→ WORK REQUEST:
Look through the records, and wherever the string "PgConnection" turns up, copy out that line.

→ TASK MATERIAL:
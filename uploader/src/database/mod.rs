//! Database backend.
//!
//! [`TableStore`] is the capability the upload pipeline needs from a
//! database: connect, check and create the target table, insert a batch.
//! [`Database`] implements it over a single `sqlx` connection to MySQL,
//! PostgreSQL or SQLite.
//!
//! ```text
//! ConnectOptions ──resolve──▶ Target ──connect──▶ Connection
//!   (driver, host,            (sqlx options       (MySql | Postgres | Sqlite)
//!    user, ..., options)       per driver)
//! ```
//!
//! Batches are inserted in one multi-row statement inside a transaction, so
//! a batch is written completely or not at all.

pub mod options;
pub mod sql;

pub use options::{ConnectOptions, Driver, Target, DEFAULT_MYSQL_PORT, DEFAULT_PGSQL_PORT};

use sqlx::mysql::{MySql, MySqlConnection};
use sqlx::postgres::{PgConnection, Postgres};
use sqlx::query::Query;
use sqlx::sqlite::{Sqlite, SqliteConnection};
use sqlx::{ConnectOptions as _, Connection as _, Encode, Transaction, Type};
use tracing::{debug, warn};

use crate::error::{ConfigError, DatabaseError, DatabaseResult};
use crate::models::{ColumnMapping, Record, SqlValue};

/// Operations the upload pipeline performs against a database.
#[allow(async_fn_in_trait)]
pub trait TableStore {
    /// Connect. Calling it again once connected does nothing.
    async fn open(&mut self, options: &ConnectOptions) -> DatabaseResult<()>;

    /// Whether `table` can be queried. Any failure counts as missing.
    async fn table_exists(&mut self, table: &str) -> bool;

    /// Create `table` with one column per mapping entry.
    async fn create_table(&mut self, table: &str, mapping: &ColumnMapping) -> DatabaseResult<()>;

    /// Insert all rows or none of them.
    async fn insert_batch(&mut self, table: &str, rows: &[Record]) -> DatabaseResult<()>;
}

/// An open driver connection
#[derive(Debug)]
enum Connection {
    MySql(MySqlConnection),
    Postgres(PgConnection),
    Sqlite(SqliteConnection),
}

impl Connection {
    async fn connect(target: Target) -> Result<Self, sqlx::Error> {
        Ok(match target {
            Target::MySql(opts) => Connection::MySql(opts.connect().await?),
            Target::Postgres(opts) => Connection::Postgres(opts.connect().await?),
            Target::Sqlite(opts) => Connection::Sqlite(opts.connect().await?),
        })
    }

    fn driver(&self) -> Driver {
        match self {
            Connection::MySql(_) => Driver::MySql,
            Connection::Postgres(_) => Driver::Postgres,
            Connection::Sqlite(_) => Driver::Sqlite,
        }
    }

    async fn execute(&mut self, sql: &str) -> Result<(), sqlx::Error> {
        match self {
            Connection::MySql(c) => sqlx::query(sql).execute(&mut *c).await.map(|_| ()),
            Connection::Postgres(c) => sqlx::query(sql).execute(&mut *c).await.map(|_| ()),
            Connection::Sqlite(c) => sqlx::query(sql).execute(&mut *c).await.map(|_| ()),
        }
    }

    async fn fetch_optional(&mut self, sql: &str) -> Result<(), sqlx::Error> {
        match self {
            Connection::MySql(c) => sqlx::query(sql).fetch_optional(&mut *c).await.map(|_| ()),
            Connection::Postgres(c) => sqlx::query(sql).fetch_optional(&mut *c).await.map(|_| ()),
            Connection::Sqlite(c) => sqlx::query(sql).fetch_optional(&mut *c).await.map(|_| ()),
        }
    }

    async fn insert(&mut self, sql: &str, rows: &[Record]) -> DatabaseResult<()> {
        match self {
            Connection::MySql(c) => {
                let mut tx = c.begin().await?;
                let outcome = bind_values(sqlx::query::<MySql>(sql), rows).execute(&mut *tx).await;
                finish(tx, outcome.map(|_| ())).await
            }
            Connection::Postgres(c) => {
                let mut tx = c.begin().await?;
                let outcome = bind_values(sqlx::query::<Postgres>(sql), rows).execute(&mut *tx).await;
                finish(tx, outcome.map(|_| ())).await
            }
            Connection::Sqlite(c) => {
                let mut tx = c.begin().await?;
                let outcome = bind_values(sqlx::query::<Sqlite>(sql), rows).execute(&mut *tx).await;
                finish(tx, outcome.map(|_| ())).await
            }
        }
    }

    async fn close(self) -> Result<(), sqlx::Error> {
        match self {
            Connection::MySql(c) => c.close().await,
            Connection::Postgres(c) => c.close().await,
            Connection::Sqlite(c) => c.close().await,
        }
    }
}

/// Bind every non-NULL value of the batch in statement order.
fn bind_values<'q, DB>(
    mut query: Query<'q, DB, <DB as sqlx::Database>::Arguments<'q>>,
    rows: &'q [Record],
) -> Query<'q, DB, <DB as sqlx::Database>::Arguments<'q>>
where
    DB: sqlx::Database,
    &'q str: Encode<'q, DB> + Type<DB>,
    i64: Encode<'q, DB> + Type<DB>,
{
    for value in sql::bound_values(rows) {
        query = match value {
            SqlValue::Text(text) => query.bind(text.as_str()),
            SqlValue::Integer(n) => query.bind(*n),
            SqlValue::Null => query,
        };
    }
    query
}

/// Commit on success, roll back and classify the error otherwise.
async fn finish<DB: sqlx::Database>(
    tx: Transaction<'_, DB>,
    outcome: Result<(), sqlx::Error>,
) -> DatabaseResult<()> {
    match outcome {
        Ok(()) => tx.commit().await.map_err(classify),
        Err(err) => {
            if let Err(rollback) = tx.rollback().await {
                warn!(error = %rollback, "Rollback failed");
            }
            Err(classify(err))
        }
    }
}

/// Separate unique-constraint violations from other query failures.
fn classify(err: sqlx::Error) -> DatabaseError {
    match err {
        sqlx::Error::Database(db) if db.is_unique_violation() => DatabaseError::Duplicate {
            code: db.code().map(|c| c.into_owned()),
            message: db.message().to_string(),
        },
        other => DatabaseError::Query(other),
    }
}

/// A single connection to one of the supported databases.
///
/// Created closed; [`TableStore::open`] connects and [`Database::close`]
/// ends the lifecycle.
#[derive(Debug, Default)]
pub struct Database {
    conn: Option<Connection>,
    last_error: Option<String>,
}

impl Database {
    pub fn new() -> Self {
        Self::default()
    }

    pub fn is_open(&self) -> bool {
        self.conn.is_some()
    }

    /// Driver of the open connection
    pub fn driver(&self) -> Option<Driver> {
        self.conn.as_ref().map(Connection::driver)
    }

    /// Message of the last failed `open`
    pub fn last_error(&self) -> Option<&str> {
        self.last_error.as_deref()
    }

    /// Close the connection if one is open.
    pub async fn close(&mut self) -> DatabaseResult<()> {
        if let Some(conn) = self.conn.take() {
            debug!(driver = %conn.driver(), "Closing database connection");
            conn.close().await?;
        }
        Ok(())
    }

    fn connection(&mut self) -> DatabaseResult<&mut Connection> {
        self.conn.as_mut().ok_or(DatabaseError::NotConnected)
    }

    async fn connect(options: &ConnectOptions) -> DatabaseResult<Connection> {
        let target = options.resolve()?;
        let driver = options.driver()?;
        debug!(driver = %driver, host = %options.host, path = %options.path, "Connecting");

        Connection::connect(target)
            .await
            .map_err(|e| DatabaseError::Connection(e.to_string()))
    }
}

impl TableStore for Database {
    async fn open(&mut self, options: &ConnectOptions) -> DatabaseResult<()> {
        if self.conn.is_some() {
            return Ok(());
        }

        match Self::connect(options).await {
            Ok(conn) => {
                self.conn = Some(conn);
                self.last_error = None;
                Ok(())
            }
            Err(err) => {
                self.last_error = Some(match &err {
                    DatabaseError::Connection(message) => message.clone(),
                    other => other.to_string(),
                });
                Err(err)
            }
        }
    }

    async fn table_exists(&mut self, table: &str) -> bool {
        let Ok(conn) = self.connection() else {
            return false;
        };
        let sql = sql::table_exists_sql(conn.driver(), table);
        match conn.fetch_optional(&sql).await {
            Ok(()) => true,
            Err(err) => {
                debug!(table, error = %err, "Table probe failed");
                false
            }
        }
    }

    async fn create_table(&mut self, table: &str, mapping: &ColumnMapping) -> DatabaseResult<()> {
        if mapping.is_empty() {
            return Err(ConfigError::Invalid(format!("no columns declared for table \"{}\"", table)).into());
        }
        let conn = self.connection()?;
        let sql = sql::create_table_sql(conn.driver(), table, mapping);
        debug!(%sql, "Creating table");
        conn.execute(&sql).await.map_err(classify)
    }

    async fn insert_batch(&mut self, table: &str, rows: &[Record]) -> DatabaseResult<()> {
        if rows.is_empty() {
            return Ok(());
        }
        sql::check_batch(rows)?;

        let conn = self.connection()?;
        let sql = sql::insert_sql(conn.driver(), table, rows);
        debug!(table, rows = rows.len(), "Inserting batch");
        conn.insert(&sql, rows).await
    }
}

→ REPLY:
use sqlx::postgres::{PgConnection, Postgres};
    Postgres(PgConnection),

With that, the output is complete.